NCEAS / metadig-engine

MetaDig Engine: multi-dialect metadata assessment engine
7 stars 5 forks source link

Nginx "502 Bad Gateway" #130

Open gothub opened 6 years ago

gothub commented 6 years ago

When many requests are send to k8s metadig, Nginx response with either:

504 Gateway Time-out or 502 Bad Gateway

The former message is received when 1000 requests are sent in less than 60 seconds. The later message is more common when 1000 requests are sent, but a 1 second pause is use after every 10 request.

It appears that Nginx or the connection itself is becoming saturated.

BTW, the full test involves sending 10000 unique metadata documents to be quality scored.This test will be run as soon as these Gateway problems have been resolved.

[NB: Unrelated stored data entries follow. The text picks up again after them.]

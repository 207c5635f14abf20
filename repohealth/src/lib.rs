//! # Repohealth
//!
//! Deduplicated, cached and observable repository analysis jobs.
//!
//! Repohealth accepts requests keyed by a repository name, fetches and
//! derives data about that repository from slow external sources, and does
//! so at most once per key even under concurrent requests. It provides:
//!
//! - **Job registry**: one pipeline execution per key, shared by every caller
//! - **Worker pool**: pipelines run on dedicated threads, off the request path
//! - **Stage cache**: per-key artifacts on disk so a restart skips finished work
//! - **Status log**: persisted stage transitions any process can poll
//!
//! ## Quick Start
//!
//! ```rust,ignore
//! use repohealth::prelude::*;
//!
//! let config = ServiceConfig::new().with_env_overrides()?;
//! let service = RepoHealthService::from_config(config, analyzer)?;
//!
//! let submitted = service.submit("acme/widgets", Credential::new(token));
//! let status = service.status("acme/widgets");
//! if let ResultResponse::Ready(payload) = service.result("acme/widgets") {
//!     println!("{}", payload.to_json());
//! }
//! ```

#![forbid(unsafe_code)]
#![warn(
    clippy::all,
    clippy::pedantic,
    missing_docs,
    rust_2018_idioms
)]
#![allow(
    clippy::module_name_repetitions,
    clippy::must_use_candidate,
    clippy::missing_errors_doc,
    clippy::missing_panics_doc
)]

pub mod cache;
pub mod config;
pub mod core;
pub mod errors;
pub mod events;
pub mod git_mirror;
pub mod jobs;
pub mod observability;
pub mod pipeline;
pub mod ports;
pub mod service;
pub mod status_log;
pub mod testing;
pub mod utils;
pub mod worker;

#[cfg(feature = "github")]
pub mod github;

/// Prelude module for convenient imports
pub mod prelude {
    pub use crate::cache::{CacheTier, StageCache, StorageLayout};
    pub use crate::config::{GithubConfig, LogConfig, LogFormat, ServiceConfig};
    pub use crate::core::{Credential, QueryState, RepoKey, ResultPayload, SubmitStatus};
    pub use crate::errors::{ErrorKind, ErrorReport, RepoHealthError};
    pub use crate::events::{EventSink, LoggingEventSink, NoOpEventSink, PipelineEvent};
    pub use crate::git_mirror::GitCliMirror;
    pub use crate::jobs::{Job, JobRegistry, JobState, JobSummary};
    pub use crate::observability::init_tracing;
    pub use crate::pipeline::{PipelineRunner, Stage};
    pub use crate::ports::{Analyzer, Collaborators, MirrorSource, RemoteFetcher, RepoIdentity};
    pub use crate::service::{RepoHealthService, ResultResponse, StatusResponse, SubmitResponse};
    pub use crate::status_log::{StatusEntry, StatusLog};
    pub use crate::utils::Timestamp;
    pub use crate::worker::{JobHandle, Outcome, ShutdownMode, WorkerPool};

    #[cfg(feature = "github")]
    pub use crate::github::GithubFetcher;
}
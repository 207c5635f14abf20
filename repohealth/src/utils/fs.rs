//! Write-then-rename file publishing.
//!
//! Readers only ever see either the previous complete file or the new
//! complete file: content goes to a sibling `.tmp` path first and is then
//! renamed over the destination.

use serde::de::DeserializeOwned;
use serde::Serialize;
use std::fs::{self, File};
use std::io::{self, Write};
use std::path::{Path, PathBuf};

fn temp_path_for(path: &Path) -> PathBuf {
    let mut name = path
        .file_name()
        .map(|n| n.to_os_string())
        .unwrap_or_default();
    name.push(".tmp");
    path.with_file_name(name)
}

/// Atomically replaces `path` with `bytes`.
///
/// # Errors
///
/// Returns any IO error; on error the destination is left untouched and the
/// temporary file is removed.
pub fn publish_atomically(path: &Path, bytes: &[u8]) -> io::Result<()> {
    if let Some(parent) = path.parent() {
        fs::create_dir_all(parent)?;
    }

    let tmp = temp_path_for(path);
    let written = (|| {
        let mut file = File::create(&tmp)?;
        file.write_all(bytes)?;
        file.sync_all()
    })();

    if let Err(err) = written.and_then(|()| fs::rename(&tmp, path)) {
        let _ = fs::remove_file(&tmp);
        return Err(err);
    }
    Ok(())
}

/// Serializes `value` as JSON and publishes it atomically.
///
/// # Errors
///
/// Returns an IO error if serialization or the write fails.
pub fn write_json_atomically<T: Serialize + ?Sized>(path: &Path, value: &T) -> io::Result<()> {
    let bytes = serde_json::to_vec(value).map_err(io::Error::other)?;
    publish_atomically(path, &bytes)
}

/// Reads and parses a JSON file.
///
/// Returns `Ok(None)` if the file does not exist.
///
/// # Errors
///
/// Returns [`ReadJsonError::Io`] for unreadable files and
/// [`ReadJsonError::Parse`] for files that are not valid JSON.
pub fn read_json<T: DeserializeOwned>(path: &Path) -> Result<Option<T>, ReadJsonError> {
    let bytes = match fs::read(path) {
        Ok(bytes) => bytes,
        Err(err) if err.kind() == io::ErrorKind::NotFound => return Ok(None),
        Err(err) => return Err(ReadJsonError::Io(err)),
    };
    serde_json::from_slice(&bytes)
        .map(Some)
        .map_err(ReadJsonError::Parse)
}

/// Failure reading a JSON file.
#[derive(Debug, thiserror::Error)]
pub enum ReadJsonError {
    /// The file exists but could not be read.
    #[error("IO error: {0}")]
    Io(#[from] io::Error),
    /// The file was read but is not valid JSON for the target type.
    #[error("Parse error: {0}")]
    Parse(#[from] serde_json::Error),
}

#[cfg(test)]
mod tests {
    use super::*;

    #[test]
    fn test_publish_creates_parent_and_leaves_no_temp() {
        let dir = tempfile::tempdir().unwrap();
        let path = dir.path().join("nested").join("value.json");

        write_json_atomically(&path, &serde_json::json!({"a": 1})).unwrap();

        assert!(path.exists());
        assert!(!temp_path_for(&path).exists());
        let value: serde_json::Value = read_json(&path).unwrap().unwrap();
        assert_eq!(value["a"], 1);
    }

    #[test]
    fn test_publish_replaces_existing() {
        let dir = tempfile::tempdir().unwrap();
        let path = dir.path().join("value.json");

        write_json_atomically(&path, &vec![1, 2]).unwrap();
        write_json_atomically(&path, &vec![3]).unwrap();

        let value: Vec<i32> = read_json(&path).unwrap().unwrap();
        assert_eq!(value, vec![3]);
    }

    #[test]
    fn test_read_missing_is_none() {
        let dir = tempfile::tempdir().unwrap();
        let value: Option<serde_json::Value> = read_json(&dir.path().join("nope.json")).unwrap();
        assert!(value.is_none());
    }

    #[test]
    fn test_read_garbage_is_parse_error() {
        let dir = tempfile::tempdir().unwrap();
        let path = dir.path().join("bad.json");
        fs::write(&path, b"{not json").unwrap();

        let result = read_json::<serde_json::Value>(&path);
        assert!(matches!(result, Err(ReadJsonError::Parse(_))));
    }
}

gothub commented 6 years ago

Note that the "Gateway TIme-out" message is being received by the client (a Python script) that is sending requests to k8s. The NGINX instance (the k8s ingress) however, is printing msgs like these:

2018/06/12 18:03:18 [error] 1878#1878: *896 upstream timed out (110: Connection timed out) while connecting to upstream, client: 192.168.25.64, server: docker-ucsb-1.test.dataone.org, request: "POST /metadig-webapp/suites/knb.suite.1/run HTTP/1.1", upstream: "http://192.168.158.24:80/metadig-webapp/suites/knb.suite.1/run", host: "docker-ucsb-1.test.dataone.org:30080"

which looks like the Apache container is the bottleneck.

The current configuration is "k8s ingress (NGINX)" -> Apache2 -> Apache Tomcat

The Apache2 container isn't really required here, as the k8s NGINX ingress can provide SSL/TLS termination and routing, so the next thing to try is a direct connection between NGINX and Tomcat.

gothub commented 6 years ago

Update: the Apache2 container has been removed, so that NGINX is sending requests directly to the 8080 port of the container running Apache Tomcat. The metadig-engine controller is running in this container.

The '... upstream timed out' messages are still being printed by NGINX, however, all quality document requests are being processed and indexed into Solr.

I suspect that connections between NGINX and Tomcat are staying open, then timing out. It appears that the response from Tomcat isn't being received by NGINX.